This application claims the benefit, under 35 U.S.C. Section 119(e), of co-pending U.S. provisional application No. 60/478,870; filed Jun. 16, 2003.

Not Applicable

The present invention relates to offshore platforms, and specifically to offshore platforms designed for dry tree applications. More particularly, the present invention relates to a new production and/or drilling riser system used in deep draft semi-submersible platforms.

Conventional dry tree offshore platforms are low heave floating platforms, such as spars, TLPs (Tension Leg Platforms), and deep draft semi-submersible platforms. These platforms are able to support a plurality of vertical production and/or drilling risers. These platforms may comprise a well deck, where the surface trees (arranged on top of the riser) will be located, and a production deck where all the crude oil will be manifolded and sent to a processing facility to separate water, oil and gas. In conventional dry tree offshore platforms, vertical risers running from the well head to the well deck are supported by a tensioning apparatus. These vertical risers are called Top Tensioned Risers (TTRs).

One prior art TTR design uses active hydraulic tensioners to independently support the risers. Each riser extends vertically from the wellhead to the well deck of the offshore platform. The riser is supported by active hydraulic cylinders connected to the well deck of the offshore platform, allowing the platform to move up and down relative to the risers and thus partially isolating the risers from the heave motions of the hull. A surface tree is connected on top of the riser, and a high pressure flexible jumper connects the surface tree to the production deck. As tension and stroke requirements increase, these active tensioners become prohibitively expensive. Furthermore, the loads have to be supported by the offshore platform.

A second prior art design uses passive buoyancy cans to independently support the risers. Each riser extends vertically from the wellhead to the well deck of the offshore platform. The riser passes from the wellhead through the keel of the floating platform into a stem pipe, on which buoyancy cans are attached. This stem pipe extends above the buoyancy cans and supports the platform to which the riser and the surface tree are attached. A high pressure flexible jumper connects the surface tree to the production deck. Because the risers are independently supported by the buoyancy cans (relative to the hull), the hull is able to move up and down relative to the risers, and thus the risers are isolated from the heave motions of the offshore platform. The buoyancy cans need to provide enough buoyancy to support the required top tension in the risers, the weight of the can and the stem pipe, and the weight of the surface tree. With increased depth, the buoyancy required to support the riser system will also increase, thereby requiring larger buoyancy cans. Consequently the deck space required to accommodate all the risers will increase. Designing and manufacturing individual buoyancy cans for each riser is also costly.
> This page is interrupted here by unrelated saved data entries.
use crate::value::{encode, TypedValue, Value, ValueType};
use crate::{BridgeError, Result};

/// Caller-declared logical type for one positional argument.
#[derive(Debug, Clone, Copy, PartialEq, Eq)]
pub enum ScalarKind {
    Bool,
    Integer,
    BigInt,
    Float,
    Decimal,
    Uuid,
    Json,
    Timestamp,
    Date,
    Bytes,
    Text,
}

/// Optional per-argument type metadata. `native` carries an explicit
/// backend type family (fixed width/signedness) and wins over the scalar
/// kind's default when present.
#[derive(Debug, Clone, Default)]
pub struct TypeHint {
    pub kind: Option<ScalarKind>,
    pub native: Option<ValueType>,
    pub nullable: bool,
    pub list: bool,
}

impl TypeHint {
    pub fn of(kind: ScalarKind) -> Self {
        Self {
            kind: Some(kind),
            ..Default::default()
        }
    }

    pub fn native(ty: ValueType) -> Self {
        Self {
            native: Some(ty),
            ..Default::default()
        }
    }

    pub fn nullable(mut self) -> Self {
        self.nullable = true;
        self
    }

    pub fn list(mut self) -> Self {
        self.list = true;
        self
    }
}

/// One positional argument: an engine value plus optional type metadata.
#[derive(Debug, Clone)]
pub struct QueryArg {
    pub value: Value,
    pub hint: Option<TypeHint>,
}

impl QueryArg {
    pub fn plain(value: Value) -> Self {
        Self { value, hint: None }
    }

    pub fn hinted(value: Value, hint: TypeHint) -> Self {
        Self {
            value,
            hint: Some(hint),
        }
    }
}

/// Engine-agnostic parameterized query.
#[derive(Debug, Clone)]
pub struct Query {
    pub text: String,
    pub args: Vec<QueryArg>,
}

impl Query {
    pub fn new(text: impl Into<String>) -> Self {
        Self {
            text: text.into(),
            args: Vec::new(),
        }
    }

    pub fn with_args(text: impl Into<String>, args: Vec<QueryArg>) -> Self {
        Self {
            text: text.into(),
            args,
        }
    }
}

/// Backend-ready query text with named, typed parameters. Ephemeral; nothing
/// is cached across calls.
#[derive(Debug, Clone)]
pub struct PreparedQuery {
    pub text: String,
    pub parameters: Vec<(String, TypedValue)>,
}

enum Placeholder {
    /// `$<N>`, 1-based, stored as the argument index it references
    Ordinal(usize),
    /// `?`, consumed left to right
    Sequential,
}

/// Rewrite placeholders to synthetic `$p<k>` names and bind each occurrence
/// to an encoded typed value. Queries without placeholders pass through
/// untouched.
pub fn prepare(query: &Query) -> Result<PreparedQuery> {
    let (text, placeholders) = scan_placeholders(&query.text, query.args.len())?;
    if placeholders.is_empty() {
        return Ok(PreparedQuery {
            text,
            parameters: Vec::new(),
        });
    }

    let mut parameters = Vec::with_capacity(placeholders.len());
    let mut next_sequential = 0usize;
    for (position, placeholder) in placeholders.iter().enumerate() {
        let arg_index = match placeholder {
            Placeholder::Ordinal(index) => *index,
            Placeholder::Sequential => {
                let index = next_sequential;
                next_sequential += 1;
                index
            }
        };
        let arg = &query.args[arg_index];
        let target = resolve_type(arg.hint.as_ref(), &arg.value);
        let encoded = encode(&arg.value, &target)?;
        parameters.push((format!("$p{}", position + 1), encoded));
    }

    Ok(PreparedQuery { text, parameters })
}

/// Single left-to-right scan. The query text is opaque apart from the two
/// placeholder shapes; mixing both shapes in one query is rejected.
fn scan_placeholders(text: &str, arg_count: usize) -> Result<(String, Vec<Placeholder>)> {
    let bytes = text.as_bytes();
    let mut out = String::with_capacity(text.len());
    let mut placeholders = Vec::new();
    let mut saw_ordinal = false;
    let mut saw_sequential = false;
    let mut sequential_count = 0usize;
    let mut i = 0;

    while i < bytes.len() {
        match bytes[i] {
            b'$' => {
                let digits_end = scan_digits(bytes, i + 1);
                if digits_end > i + 1 {
                    let n: usize = text[i + 1..digits_end]
                        .parse()
                        .map_err(|_| BridgeError::PlaceholderOutOfRange { index: 0, arg_count })?;
                    if n == 0 || n > arg_count {
                        return Err(BridgeError::PlaceholderOutOfRange { index: n, arg_count });
                    }
                    saw_ordinal = true;
                    placeholders.push(Placeholder::Ordinal(n - 1));
                    out.push_str(&format!("$p{}", placeholders.len()));
                    i = digits_end;
                } else {
                    out.push('$');
                    i += 1;
                }
            }
            b'?' => {
                saw_sequential = true;
                sequential_count += 1;
                placeholders.push(Placeholder::Sequential);
                out.push_str(&format!("$p{}", placeholders.len()));
                i += 1;
            }
            b => {
                // Multi-byte chars never start with b'$' or b'?', so byte
                // stepping is safe here
                let ch_len = utf8_len(b);
                out.push_str(&text[i..i + ch_len]);
                i += ch_len;
            }
        }
    }

    if saw_ordinal && saw_sequential {
        return Err(BridgeError::MixedPlaceholders);
    }
    if sequential_count > arg_count {
        return Err(BridgeError::TooManyPlaceholders {
            needed: sequential_count,
            supplied: arg_count,
        });
    }
    Ok((out, placeholders))
}

fn scan_digits(bytes: &[u8], start: usize) -> usize {
    let mut i = start;
    while i < bytes.len() && bytes[i].is_ascii_digit() {
        i += 1;
    }
    i
}

fn utf8_len(first: u8) -> usize {
    match first {
        b if b < 0x80 => 1,
        b if b >= 0xF0 => 4,
        b if b >= 0xE0 => 3,
        _ => 2,
    }
}

/// Type resolution precedence: explicit native family, then the declared
/// scalar kind's default, then a shape-based fallback from the value itself.
fn resolve_type(hint: Option<&TypeHint>, value: &Value) -> ValueType {
    let base = hint
        .and_then(|h| h.native.clone())
        .or_else(|| hint.and_then(|h| h.kind).map(kind_default))
        .unwrap_or_else(|| infer_type(value));
    let base = if hint.map(|h| h.list).unwrap_or(false) {
        ValueType::List(Box::new(base))
    } else {
        base
    };
    if hint.map(|h| h.nullable).unwrap_or(false) {
        ValueType::Optional(Box::new(base))
    } else {
        base
    }
}

fn kind_default(kind: ScalarKind) -> ValueType {
    match kind {
        ScalarKind::Bool => ValueType::Bool,
        // Unclassified integers default to 32-bit signed
        ScalarKind::Integer => ValueType::Int32,
        // Unclassified big-integers default to 64-bit signed
        ScalarKind::BigInt => ValueType::Int64,
        ScalarKind::Float => ValueType::Float64,
        ScalarKind::Decimal => ValueType::Decimal,
        ScalarKind::Uuid => ValueType::Uuid,
        ScalarKind::Json => ValueType::Json,
        ScalarKind::Timestamp => ValueType::Timestamp,
        ScalarKind::Date => ValueType::Date,
        ScalarKind::Bytes => ValueType::Bytes,
        ScalarKind::Text => ValueType::Text,
    }
}

fn infer_type(value: &Value) -> ValueType {
    match value {
        Value::Null => ValueType::Int32, // Default
        Value::Bool(_) => ValueType::Bool,
        Value::Int64(v) => {
            if i32::try_from(*v).is_ok() {
                ValueType::Int32
            } else {
                ValueType::Int64
            }
        }
        Value::Float64(_) => ValueType::Float64,
        Value::Decimal(_) => ValueType::Decimal,
        Value::Text(_) => ValueType::Text,
        Value::Bytes(_) => ValueType::Bytes,
        Value::Timestamp(_) => ValueType::Timestamp,
        Value::Date(_) => ValueType::Date,
        Value::Uuid(_) => ValueType::Uuid,
        Value::Json(_) => ValueType::Json,
        Value::List(items) => {
            let item = items.first().map(infer_type).unwrap_or(ValueType::Text);
            ValueType::List(Box::new(item))
        }
    }
}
Offshore environmental conditions are often harsh. Actions of wind, waves and currents on an offshore structure can have severe effects, especially in the layer of the sea between the surface and a depth of about 150-300 ft. (about 45 m to about 90 m) which is called the “splash zone”. These actions attenuate with the water depth. In deep draft semi-submersible platforms, the vertical risers are subjected to the effects of high waves and current forces near the surface, which puts strain on the risers and can lead to VIV (Vortex Induced Vibrations). Consequently, in both of the aforementioned designs, each riser must be provided with strakes to prevent or minimize VIV, thereby increasing manufacturing costs.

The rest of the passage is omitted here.